[[ EXTRACTED ENTRIES open ]]

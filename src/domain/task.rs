use serde::{Deserialize, Serialize};
use uuid::Uuid;

/// Milliseconds since the Unix epoch.
pub type Millis = i64;

/// Unique task identifier (random, string-encoded in snapshots)
pub type TaskId = Uuid;

/// Lifecycle state of a task
#[derive(Debug, Clone, Copy, PartialEq, Eq, Serialize, Deserialize)]
#[serde(rename_all = "lowercase")]
pub enum TaskState {
    Active,
    Finished,
    Dropped,
}

impl Default for TaskState {
    fn default() -> Self {
        Self::Active
    }
}

impl TaskState {
    /// Parse a state from its snapshot tag like "active"
    pub fn from_tag(tag: &str) -> Option<Self> {
        match tag {
            "active" => Some(Self::Active),
            "finished" => Some(Self::Finished),
            "dropped" => Some(Self::Dropped),
            _ => None,
        }
    }

    /// Convert the state to its snapshot tag
    pub fn to_tag(&self) -> &'static str {
        match self {
            Self::Active => "active",
            Self::Finished => "finished",
            Self::Dropped => "dropped",
        }
    }

    /// Get all states as a list
    pub fn all() -> &'static [TaskState] {
        &[TaskState::Active, TaskState::Finished, TaskState::Dropped]
    }
}

/// Wire-level identity of a session: its start/end pair.
///
/// Snapshots carry no session ids, so two sessions with the same pair are
/// indistinguishable; operations that take a key act on the first match.
#[derive(Debug, Clone, Copy, PartialEq, Eq)]
pub struct SessionKey {
    pub start: Millis,
    pub end: Option<Millis>,
}

/// A single tracked work interval
#[derive(Debug, Clone, Serialize, Deserialize)]
pub struct Session {
    /// Internal row identity (not persisted, regenerated on load)
    #[serde(skip, default = "Uuid::new_v4")]
    pub id: Uuid,
    /// When the interval began
    pub start: Millis,
    /// When it ended (None while still running)
    #[serde(default, skip_serializing_if = "Option::is_none")]
    pub end: Option<Millis>,
}

impl Session {
    /// Create a running session starting at `start`
    pub fn new(start: Millis) -> Self {
        Self {
            id: Uuid::new_v4(),
            start,
            end: None,
        }
    }

    /// Create a completed session
    pub fn closed(start: Millis, end: Millis) -> Self {
        Self {
            id: Uuid::new_v4(),
            start,
            end: Some(end),
        }
    }

    pub fn is_running(&self) -> bool {
        self.end.is_none()
    }

    /// Elapsed time, counting a running session up to `now`
    pub fn duration(&self, now: Millis) -> Millis {
        self.end.unwrap_or(now) - self.start
    }

    pub fn key(&self) -> SessionKey {
        SessionKey {
            start: self.start,
            end: self.end,
        }
    }

    /// Check whether the session overlaps a time window.
    /// A running session is treated as extending to infinity; absent bounds
    /// leave that side of the window open.
    pub fn overlaps(&self, from: Option<Millis>, to: Option<Millis>) -> bool {
        let starts_in_time = match to {
            Some(to) => self.start <= to,
            None => true,
        };
        let ends_in_time = match (self.end, from) {
            (_, None) => true,
            (None, Some(_)) => true,
            (Some(end), Some(from)) => end >= from,
        };
        starts_in_time && ends_in_time
    }
}

/// A tracked task with its session history
#[derive(Debug, Clone, Serialize, Deserialize)]
pub struct Task {
    /// Unique ID, stable across save/load
    pub id: TaskId,
    /// Task name
    pub name: String,
    /// Current lifecycle state
    pub state: TaskState,
    /// Work sessions in creation order
    #[serde(default)]
    pub sessions: Vec<Session>,
}

impl Task {
    pub fn new(name: String) -> Self {
        Self {
            id: Uuid::new_v4(),
            name,
            state: TaskState::Active,
            sessions: Vec::new(),
        }
    }

    /// Check if any session is still running
    pub fn is_running(&self) -> bool {
        self.sessions.iter().any(|s| s.is_running())
    }

    /// Index of the first running session, if any
    pub fn running_session_index(&self) -> Option<usize> {
        self.sessions.iter().position(|s| s.is_running())
    }

    /// Index of the first session matching a start/end pair
    pub fn find_session(&self, key: SessionKey) -> Option<usize> {
        self.sessions.iter().position(|s| s.key() == key)
    }

    /// Total tracked time across all sessions, counting running ones up to `now`
    pub fn total_duration(&self, now: Millis) -> Millis {
        self.sessions.iter().map(|s| s.duration(now)).sum()
    }
}

#[cfg(test)]
mod tests {
    use super::*;

    #[test]
    fn test_task_state_from_tag() {
        assert_eq!(TaskState::from_tag("active"), Some(TaskState::Active));
        assert_eq!(TaskState::from_tag("finished"), Some(TaskState::Finished));
        assert_eq!(TaskState::from_tag("dropped"), Some(TaskState::Dropped));
        // Snapshot tags are lowercase; anything else falls back at decode time
        assert_eq!(TaskState::from_tag("ACTIVE"), None);
        assert_eq!(TaskState::from_tag("paused"), None);
    }

    #[test]
    fn test_task_state_to_tag() {
        assert_eq!(TaskState::Active.to_tag(), "active");
        assert_eq!(TaskState::Finished.to_tag(), "finished");
        assert_eq!(TaskState::Dropped.to_tag(), "dropped");
    }

    #[test]
    fn test_task_new() {
        let task = Task::new("Write report".to_string());
        assert_eq!(task.name, "Write report");
        assert_eq!(task.state, TaskState::Active);
        assert!(task.sessions.is_empty());
        assert!(!task.is_running());
    }

    #[test]
    fn test_session_duration() {
        let closed = Session::closed(1_000, 4_500);
        assert_eq!(closed.duration(99_999), 3_500);

        let running = Session::new(1_000);
        assert!(running.is_running());
        assert_eq!(running.duration(6_000), 5_000);
    }

    #[test]
    fn test_session_overlaps() {
        let session = Session::closed(1_000, 2_000);

        assert!(session.overlaps(Some(500), Some(1_500)));
        assert!(session.overlaps(Some(1_500), Some(3_000)));
        assert!(session.overlaps(Some(2_000), Some(3_000))); // touches at end
        assert!(session.overlaps(Some(500), Some(1_000))); // touches at start
        assert!(!session.overlaps(Some(2_001), Some(3_000)));
        assert!(!session.overlaps(Some(0), Some(999)));

        // Open bounds
        assert!(session.overlaps(None, Some(1_500)));
        assert!(session.overlaps(Some(1_500), None));
        assert!(session.overlaps(None, None));
    }

    #[test]
    fn test_running_session_overlaps_everything_after_start() {
        let running = Session::new(1_000);

        assert!(running.overlaps(Some(500), Some(1_500)));
        assert!(running.overlaps(Some(5_000_000), None)); // no end yet, still open
        assert!(!running.overlaps(Some(0), Some(999))); // starts after the window
    }

    #[test]
    fn test_task_total_duration() {
        let mut task = Task::new("Fix bug".to_string());
        task.sessions.push(Session::closed(0, 1_000));
        task.sessions.push(Session::closed(5_000, 7_000));
        assert_eq!(task.total_duration(10_000), 3_000);

        // A running session accrues against the supplied now
        task.sessions.push(Session::new(8_000));
        assert_eq!(task.total_duration(10_000), 5_000);
        assert_eq!(task.total_duration(11_000), 6_000);
    }

    #[test]
    fn test_running_session_index() {
        let mut task = Task::new("Test".to_string());
        task.sessions.push(Session::closed(0, 100));
        assert_eq!(task.running_session_index(), None);

        task.sessions.push(Session::new(200));
        task.sessions.push(Session::new(300));
        // First running session wins
        assert_eq!(task.running_session_index(), Some(1));
    }

    #[test]
    fn test_find_session_first_match() {
        let mut task = Task::new("Test".to_string());
        task.sessions.push(Session::closed(0, 100));
        task.sessions.push(Session::closed(200, 300));
        task.sessions.push(Session::closed(200, 300)); // duplicate pair

        let key = SessionKey {
            start: 200,
            end: Some(300),
        };
        assert_eq!(task.find_session(key), Some(1));

        let missing = SessionKey {
            start: 999,
            end: None,
        };
        assert_eq!(task.find_session(missing), None);
    }
}
use anyhow::{Context, Result};
use serde::{Deserialize, Serialize};
use serde_json::Value;
use tracing::warn;

/// Whether the theme follows a default or an explicit user choice
#[derive(Debug, Clone, Copy, PartialEq, Eq, Serialize, Deserialize)]
#[serde(rename_all = "lowercase")]
pub enum ThemeMode {
    Auto,
    Manual,
}

impl Default for ThemeMode {
    fn default() -> Self {
        Self::Auto
    }
}

impl ThemeMode {
    pub fn from_tag(tag: &str) -> Option<Self> {
        match tag {
            "auto" => Some(Self::Auto),
            "manual" => Some(Self::Manual),
            _ => None,
        }
    }
}

/// Colour scheme variant
#[derive(Debug, Clone, Copy, PartialEq, Eq, Serialize, Deserialize)]
#[serde(rename_all = "lowercase")]
pub enum ThemeVariant {
    Light,
    Dark,
}

impl Default for ThemeVariant {
    fn default() -> Self {
        Self::Light
    }
}

impl ThemeVariant {
    pub fn from_tag(tag: &str) -> Option<Self> {
        match tag {
            "light" => Some(Self::Light),
            "dark" => Some(Self::Dark),
            _ => None,
        }
    }

    pub fn toggled(&self) -> Self {
        match self {
            Self::Light => Self::Dark,
            Self::Dark => Self::Light,
        }
    }
}

/// Visual theme preference, persisted under its own slot
#[derive(Debug, Clone, Copy, PartialEq, Eq, Default, Serialize, Deserialize)]
pub struct Theme {
    #[serde(default)]
    pub mode: ThemeMode,
    #[serde(default)]
    pub variant: ThemeVariant,
}

/// Encode the theme for the theme slot
pub fn encode_theme(theme: &Theme) -> Result<String> {
    serde_json::to_string_pretty(theme).context("Failed to encode theme")
}

/// Decode the theme slot; any missing or invalid field falls back to its
/// default. Never fails.
pub fn decode_theme(payload: &str) -> Theme {
    let root: Value = match serde_json::from_str(payload) {
        Ok(value) => value,
        Err(err) => {
            warn!("theme is not valid JSON, using defaults: {}", err);
            return Theme::default();
        }
    };

    let mode = root
        .get("mode")
        .and_then(Value::as_str)
        .and_then(ThemeMode::from_tag)
        .unwrap_or_default();
    let variant = root
        .get("variant")
        .and_then(Value::as_str)
        .and_then(ThemeVariant::from_tag)
        .unwrap_or_default();

    Theme { mode, variant }
}

#[cfg(test)]
mod tests {
    use super::*;

    #[test]
    fn test_theme_defaults() {
        let theme = Theme::default();
        assert_eq!(theme.mode, ThemeMode::Auto);
        assert_eq!(theme.variant, ThemeVariant::Light);
    }

    #[test]
    fn test_theme_round_trip() {
        let theme = Theme {
            mode: ThemeMode::Manual,
            variant: ThemeVariant::Dark,
        };
        let decoded = decode_theme(&encode_theme(&theme).unwrap());
        assert_eq!(decoded, theme);
    }

    #[test]
    fn test_decode_garbage_uses_defaults() {
        assert_eq!(decode_theme("###"), Theme::default());
        assert_eq!(decode_theme("[]"), Theme::default());
    }

    #[test]
    fn test_decode_partial_theme() {
        let decoded = decode_theme(r#"{"variant": "dark"}"#);
        assert_eq!(decoded.mode, ThemeMode::Auto);
        assert_eq!(decoded.variant, ThemeVariant::Dark);

        let decoded = decode_theme(r#"{"mode": "manual", "variant": "sepia"}"#);
        assert_eq!(decoded.mode, ThemeMode::Manual);
        assert_eq!(decoded.variant, ThemeVariant::Light);
    }

    #[test]
    fn test_variant_toggled() {
        assert_eq!(ThemeVariant::Light.toggled(), ThemeVariant::Dark);
        assert_eq!(ThemeVariant::Dark.toggled(), ThemeVariant::Light);
    }
}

[[ EXTRACTED ENTRIES closed ]]

**WHAT IS REQUIRED:** The string "Auto": state how many lines above contain it, giving nothing but the number.

**FINAL ANSWER:** 5